2.3. Analysis of Resampling Methods

As the original acoustic emission (AE) parameters were recorded as discrete events with nonuniform time intervals, resampling was used as a prerequisite for applying the EMD algorithm and the InceptionNeXt model, both of which require uniformly sampled time series inputs. This study employs cubic spline interpolation to reconstruct continuous signal waveforms. To verify that the observed periodicity constitutes an intrinsic physical property of the rock-fracture process, rather than being an artifact introduced by specific interpolation techniques, we conducted a comparative analysis with linear interpolation. The hypothesis posited that, if periodicity represents a genuine characteristic of the data, then the peak principal frequency should remain unchanged, regardless of the resampling method employed. We reprocessed the AE sequences using linear interpolation and performed an identical EMD-FFT analysis workflow.

As shown in

Table 1. Comparative analysis of dominant periods identified using different resampling methods.

IMF	Period (Cubic Spline)	Period (Linear)	Relative Difference [%]
IMF1	5.6956	5.6956	0.00
IMF2	6.8727	6.8727	0.00
IMF3	14.0408	14.0408	0.00
IMF4	28.2963	28.2963	0.00
IMF5	35.1479	35.1479	0.00
IMF6	56.8713	56.8713	0.00

, the primary periodicity groups identified using both methods are identical.
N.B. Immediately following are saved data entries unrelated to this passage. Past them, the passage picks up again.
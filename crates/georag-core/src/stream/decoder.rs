//! Incremental UTF-8 decoding across chunk boundaries
//!
//! Transport chunks can split a multi-byte character anywhere. The decoder
//! holds back an incomplete trailing sequence until the next chunk arrives.
//! Invalid bytes become U+FFFD instead of failing the stream. A single
//! byte order mark at the very start of the stream is dropped.

const BOM: &[u8] = b"\xEF\xBB\xBF";

/// Stateful UTF-8 decoder carrying partial sequences between calls
#[derive(Debug, Default, Clone)]
pub struct Utf8StreamDecoder {
    /// Incomplete trailing sequence from the previous chunk (at most 3 bytes)
    carry: Vec<u8>,
    /// Set once the stream start has been checked for a BOM
    bom_checked: bool,
}

impl Utf8StreamDecoder {
    pub fn new() -> Self {
        Self::default()
    }

    /// Decode a chunk, returning every character that is complete so far
    pub fn decode(&mut self, chunk: &[u8]) -> String {
        if !self.bom_checked {
            let mut head = std::mem::take(&mut self.carry);
            head.extend_from_slice(chunk);
            if head.len() < BOM.len() && BOM.starts_with(&head) {
                // Could still be a BOM split across chunks
                self.carry = head;
                return String::new();
            }

            self.bom_checked = true;
            let body = head.strip_prefix(BOM).unwrap_or(&head[..]);
            return self.decode_buf(body);
        }

        if self.carry.is_empty() {
            return self.decode_buf(chunk);
        }

        let mut joined = std::mem::take(&mut self.carry);
        joined.extend_from_slice(chunk);
        self.decode_buf(&joined)
    }

    /// Flush at end of stream
    ///
    /// A dangling partial sequence is reported as a single replacement char.
    pub fn finish(&mut self) -> String {
        if self.carry.is_empty() {
            String::new()
        } else {
            self.carry.clear();
            char::REPLACEMENT_CHARACTER.to_string()
        }
    }

    /// Bytes currently held back waiting for the rest of a character
    pub fn pending_bytes(&self) -> usize {
        self.carry.len()
    }

    fn decode_buf(&mut self, mut input: &[u8]) -> String {
        let mut out = String::with_capacity(input.len());

        loop {
            match std::str::from_utf8(input) {
                Ok(valid) => {
                    out.push_str(valid);
                    break;
                }
                Err(e) => {
                    let (valid, rest) = input.split_at(e.valid_up_to());
                    if let Ok(prefix) = std::str::from_utf8(valid) {
                        out.push_str(prefix);
                    }

                    match e.error_len() {
                        Some(bad) => {
                            out.push(char::REPLACEMENT_CHARACTER);
                            input = &rest[bad..];
                        }
                        None => {
                            // Incomplete sequence at the very end: wait for more bytes
                            self.carry.extend_from_slice(rest);
                            break;
                        }
                    }
                }
            }
        }

        out
    }
}
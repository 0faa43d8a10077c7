//! REST wire types for the user API (`/api/v1/users`)

use serde::{Deserialize, Serialize};

/// Body of `POST /api/v1/users/login`
///
/// `account` may be a username, e-mail address or phone number.
#[derive(Debug, Clone, Serialize)]
pub struct LoginRequest {
    pub account: String,
    pub password: String,
}

/// Successful login: the JWT plus a minimal profile
#[derive(Debug, Clone, PartialEq, Eq, Deserialize)]
pub struct LoginResult {
    pub token: String,
    #[serde(default)]
    pub nickname: String,
    #[serde(default)]
    pub avatar: Option<String>,
}

/// Account details returned by `GET /api/v1/users/profile`
#[derive(Debug, Clone, PartialEq, Deserialize)]
#[serde(rename_all = "camelCase")]
pub struct UserProfile {
    #[serde(default)]
    pub username: String,
    #[serde(default)]
    pub nickname: String,
    #[serde(default)]
    pub email: Option<String>,
    #[serde(default)]
    pub phone: Option<String>,
    #[serde(default)]
    pub avatar: Option<String>,
    #[serde(default)]
    pub gender: Option<i32>,
    #[serde(default)]
    pub gender_desc: Option<String>,
    #[serde(default)]
    pub region: Option<String>,
    #[serde(default)]
    pub status: Option<i32>,
    #[serde(default)]
    pub status_desc: Option<String>,
    /// Server-formatted, e.g. `2026-01-06 10:00:00`
    #[serde(default)]
    pub create_time: Option<String>,
    #[serde(default)]
    pub settings: Option<serde_json::Map<String, serde_json::Value>>,
}

/// Remaining question credits
#[derive(Debug, Clone, PartialEq, Eq, Deserialize)]
#[serde(rename_all = "camelCase")]
pub struct Quota {
    pub quota: i64,
    #[serde(default)]
    pub quota_desc: Option<String>,
}

#[cfg(test)]
mod tests {
    use super::*;
    use crate::chat::ApiResponse;
    use crate::error::ClientError;

    #[test]
    fn test_login_request_body() {
        let body = LoginRequest {
            account: "geo@example.com".to_string(),
            password: "secret123".to_string(),
        };
        assert_eq!(
            serde_json::to_string(&body).unwrap(),
            r#"{"account":"geo@example.com","password":"secret123"}"#
        );
    }

    #[test]
    fn test_login_envelope() {
        let json = r#"{"code":200,"msg":"success","data":{"token":"eyJ.a.b","nickname":"Loess","avatar":null},"timestamp":1767664800000}"#;
        let response: ApiResponse<LoginResult> = serde_json::from_str(json).unwrap();
        let login = response.into_data().unwrap();
        assert_eq!(login.token, "eyJ.a.b");
        assert_eq!(login.nickname, "Loess");
        assert_eq!(login.avatar, None);
    }

    #[test]
    fn test_login_rejected_envelope() {
        let json = r#"{"code":401,"msg":"wrong account or password","data":null}"#;
        let response: ApiResponse<LoginResult> = serde_json::from_str(json).unwrap();
        match response.into_data() {
            Err(ClientError::Api { code, msg }) => {
                assert_eq!(code, 401);
                assert_eq!(msg, "wrong account or password");
            }
            other => panic!("unexpected result {:?}", other),
        }
    }

    #[test]
    fn test_profile_envelope() {
        let json = r#"{"code":200,"msg":"success","data":{
            "username":"loess","nickname":"Loess","email":"geo@example.com",
            "gender":1,"genderDesc":"male","region":"Shaanxi","status":0,
            "statusDesc":"normal","createTime":"2026-01-06 10:00:00",
            "settings":{"theme":"dark"}}}"#;
        let response: ApiResponse<UserProfile> = serde_json::from_str(json).unwrap();
        let profile = response.into_data().unwrap();
        assert_eq!(profile.username, "loess");
        assert_eq!(profile.gender_desc.as_deref(), Some("male"));
        assert_eq!(profile.create_time.as_deref(), Some("2026-01-06 10:00:00"));
        assert_eq!(profile.phone, None);
        assert_eq!(
            profile.settings.unwrap().get("theme"),
            Some(&serde_json::json!("dark"))
        );
    }

    #[test]
    fn test_quota_envelope() {
        let json = r#"{"code":200,"msg":"success","data":{"quota":42,"quotaDesc":"42 questions left"}}"#;
        let response: ApiResponse<Quota> = serde_json::from_str(json).unwrap();
        let quota = response.into_data().unwrap();
        assert_eq!(quota.quota, 42);
        assert_eq!(quota.quota_desc.as_deref(), Some("42 questions left"));
    }
}
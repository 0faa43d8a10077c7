//! HTTP transport for the chat backend
//!
//! Thin `reqwest` wrapper: session CRUD returns unwrapped envelopes, and
//! the completions call hands back the raw response body as a
//! [`ByteSource`] for the stream assembler. No retries are attempted.
//!
//! REST calls carry a whole-request timeout. The completions stream only
//! has the client's read timeout, so a long answer that keeps producing
//! chunks is never cut off.

use std::time::Duration;

use anyhow::Result as AnyResult;
use bytes::Bytes;
use futures::stream::{BoxStream, StreamExt};
use reqwest::{Method, RequestBuilder, Response};
use serde::de::DeserializeOwned;
use tracing::{debug, info, warn};
use url::Url;

use crate::chat::{
    ApiResponse, ChatMessage, ChatSendRequest, ChatSession, PageResult, SessionTitle,
};
use crate::config::Config;
use crate::error::{ClientError, TransportError};
use crate::stream::ByteSource;
use crate::user::{LoginRequest, LoginResult, Quota, UserProfile};

const CHAT_API: [&str; 3] = ["api", "v1", "chat"];
const USER_API: [&str; 3] = ["api", "v1", "users"];

/// Client for the chat REST + streaming API
#[derive(Debug, Clone)]
pub struct ChatClient {
    http: reqwest::Client,
    base_url: Url,
    token: Option<String>,
    /// Applied per REST request, never to the completions stream
    request_timeout: Option<Duration>,
}

impl ChatClient {
    pub fn new(
        base_url: Url,
        token: Option<String>,
        http: reqwest::Client,
    ) -> Result<Self, ClientError> {
        if base_url.cannot_be_a_base() {
            return Err(ClientError::Url(
                url::ParseError::RelativeUrlWithCannotBeABaseBase,
            ));
        }
        Ok(Self {
            http,
            base_url,
            token,
            request_timeout: None,
        })
    }

    /// Build a client from configuration
    pub fn from_config(config: &Config) -> AnyResult<Self> {
        Self::from_config_with(config, Self::http_builder(config))
    }

    /// Build a client from configuration on top of a prepared HTTP builder
    pub fn from_config_with(config: &Config, builder: reqwest::ClientBuilder) -> AnyResult<Self> {
        let http = builder.build()?;
        let client = Self::new(config.base_url()?, config.auth.token.clone(), http)?;
        Ok(client.with_request_timeout(config.server.timeout()))
    }

    /// HTTP builder with the configured connect and idle timeouts
    ///
    /// No total timeout is set here; see [`Self::with_request_timeout`].
    pub fn http_builder(config: &Config) -> reqwest::ClientBuilder {
        reqwest::Client::builder()
            .connect_timeout(config.server.connect_timeout())
            .read_timeout(config.server.idle_timeout())
    }

    /// Limit the total duration of each REST call
    pub fn with_request_timeout(mut self, timeout: Duration) -> Self {
        self.request_timeout = Some(timeout);
        self
    }

    /// Replace the bearer token, e.g. after logging in
    pub fn with_token(mut self, token: Option<String>) -> Self {
        self.token = token;
        self
    }

    pub fn token(&self) -> Option<&str> {
        self.token.as_deref()
    }

    pub fn base_url(&self) -> &Url {
        &self.base_url
    }

    /// Resolve `/api/v1/chat/<segments...>` against the base URL
    ///
    /// Segments are percent-encoded, so ids can't escape the path.
    pub fn endpoint(&self, segments: &[&str]) -> Url {
        self.api_url(&CHAT_API, segments)
    }

    /// Resolve `/api/v1/users/<segments...>` against the base URL
    pub fn user_endpoint(&self, segments: &[&str]) -> Url {
        self.api_url(&USER_API, segments)
    }

    fn api_url(&self, area: &[&str], segments: &[&str]) -> Url {
        let mut url = self.base_url.clone();
        if let Ok(mut path) = url.path_segments_mut() {
            path.pop_if_empty();
            path.extend(area.iter().chain(segments.iter()));
        }
        url
    }

    /// Authenticated request without a total timeout
    fn build_request(&self, method: Method, url: Url) -> RequestBuilder {
        let request = self.http.request(method, url);
        match &self.token {
            Some(token) => request.bearer_auth(token),
            None => request,
        }
    }

    /// Authenticated REST request, bounded by the request timeout
    fn build_rest_request(&self, method: Method, url: Url) -> RequestBuilder {
        let request = self.build_request(method, url);
        match self.request_timeout {
            Some(timeout) => request.timeout(timeout),
            None => request,
        }
    }

    /// Turn a non-2xx response into `ClientError::Status`
    async fn handle_error_response(&self, response: Response) -> Result<Response, ClientError> {
        let status = response.status();
        if status.is_success() {
            return Ok(response);
        }

        let body = response.text().await.unwrap_or_default();
        warn!("Chat API returned {}: {}", status, body);
        Err(ClientError::Status {
            status: status.as_u16(),
            body,
        })
    }

    async fn call<T: DeserializeOwned>(
        &self,
        request: RequestBuilder,
    ) -> Result<ApiResponse<T>, ClientError> {
        let response = self.handle_error_response(request.send().await?).await?;
        let bytes = response.bytes().await?;
        Ok(serde_json::from_slice(&bytes)?)
    }

    /// Send a user message and open the streamed answer
    ///
    /// Without `session_id` the server creates a new session and announces
    /// it in the first stream frame.
    pub async fn stream_completion(
        &self,
        content: &str,
        session_id: Option<&str>,
    ) -> Result<ResponseBodySource, ClientError> {
        let body = ChatSendRequest {
            content: content.to_string(),
            session_id: session_id.map(str::to_string),
        };
        let url = self.endpoint(&["completions"]);
        info!("Opening completion stream: {} (session={:?})", url, session_id);

        let request = self
            .build_request(Method::POST, url)
            .header(reqwest::header::ACCEPT, "text/event-stream")
            .json(&body);
        let response = self.handle_error_response(request.send().await?).await?;

        Ok(ResponseBodySource::new(response))
    }

    /// `GET /sessions?current=&size=`
    pub async fn list_sessions(
        &self,
        current: u64,
        size: u64,
    ) -> Result<PageResult<ChatSession>, ClientError> {
        let request = self
            .build_rest_request(Method::GET, self.endpoint(&["sessions"]))
            .query(&[("current", current), ("size", size)]);
        let page: PageResult<ChatSession> = self.call(request).await?.into_data()?;
        debug!("Loaded {} of {} sessions", page.records.len(), page.total);
        Ok(page)
    }

    /// `POST /sessions`, returning the new session id
    pub async fn create_session(&self, title: &str) -> Result<String, ClientError> {
        let request = self
            .build_rest_request(Method::POST, self.endpoint(&["sessions"]))
            .json(&SessionTitle {
                title: title.to_string(),
            });
        self.call(request).await?.into_data()
    }

    /// `PATCH /sessions/{id}`
    pub async fn update_session_title(
        &self,
        session_id: &str,
        title: &str,
    ) -> Result<(), ClientError> {
        let request = self
            .build_rest_request(Method::PATCH, self.endpoint(&["sessions", session_id]))
            .json(&SessionTitle {
                title: title.to_string(),
            });
        self.call::<serde_json::Value>(request).await?.into_result()?;
        Ok(())
    }

    /// `DELETE /sessions/{id}`
    pub async fn delete_session(&self, session_id: &str) -> Result<(), ClientError> {
        let request =
            self.build_rest_request(Method::DELETE, self.endpoint(&["sessions", session_id]));
        self.call::<serde_json::Value>(request).await?.into_result()?;
        Ok(())
    }

    /// `GET /sessions/{id}/messages`
    pub async fn session_messages(
        &self,
        session_id: &str,
    ) -> Result<Vec<ChatMessage>, ClientError> {
        let request = self.build_rest_request(
            Method::GET,
            self.endpoint(&["sessions", session_id, "messages"]),
        );
        Ok(self
            .call::<Vec<ChatMessage>>(request)
            .await?
            .into_result()?
            .unwrap_or_default())
    }

    /// `POST /users/login`, returning the JWT and a minimal profile
    ///
    /// Sent without a bearer token. The caller decides where the returned
    /// token goes.
    pub async fn login(&self, account: &str, password: &str) -> Result<LoginResult, ClientError> {
        let url = self.user_endpoint(&["login"]);
        info!("Logging in as {} at {}", account, url);

        let mut request = self.http.post(url).json(&LoginRequest {
            account: account.to_string(),
            password: password.to_string(),
        });
        if let Some(timeout) = self.request_timeout {
            request = request.timeout(timeout);
        }
        self.call(request).await?.into_data()
    }

    /// `GET /users/profile` for the token's owner
    pub async fn profile(&self) -> Result<UserProfile, ClientError> {
        let request = self.build_rest_request(Method::GET, self.user_endpoint(&["profile"]));
        self.call(request).await?.into_data()
    }

    /// `GET /users/quota`
    pub async fn quota(&self) -> Result<Quota, ClientError> {
        let request = self.build_rest_request(Method::GET, self.user_endpoint(&["quota"]));
        self.call(request).await?.into_data()
    }
}

/// Streaming response body exposed as a pull-based byte source
pub struct ResponseBodySource {
    body: BoxStream<'static, reqwest::Result<Bytes>>,
}

impl ResponseBodySource {
    pub fn new(response: Response) -> Self {
        Self {
            body: response.bytes_stream().boxed(),
        }
    }
}

#[async_trait::async_trait]
impl ByteSource for ResponseBodySource {
    async fn read(&mut self) -> Result<Option<Bytes>, TransportError> {
        match self.body.next().await {
            Some(chunk) => Ok(Some(chunk?)),
            None => Ok(None),
        }
    }
}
For the representative sample, 3F1, cubic spline interpolation and linear interpolation yielded precisely the same primary periodicity. This consistency confirms that the detected multiscale periodicity constitutes a physical characteristic of the damage evolution process, unaffected by high-frequency discrepancies between interpolation schemes. Furthermore, comparative experiments demonstrate that interpolation methods influence downstream model training. The InceptionNeXt model trained on cubic spline data outperformed the linear interpolation baseline, achieving an R² of 0.9988 and an MSE of 1.2 × 10⁻⁴. In contrast, the model using linearly interpolated inputs yielded a slightly lower R² of 0.9852 and a higher MSE of 3.5 × 10⁻⁴. This improvement can be attributed to the second-order derivative continuity of cubic splines, which provides smoother gradients to convolutional layers. This facilitates model convergence more effectively than the non-differentiable spikes introduced by linear interpolation.

Based on these findings, we selected cubic spline interpolation as the optimal preprocessing method to simultaneously ensure the fidelity of periodic analysis and the accuracy of predictions.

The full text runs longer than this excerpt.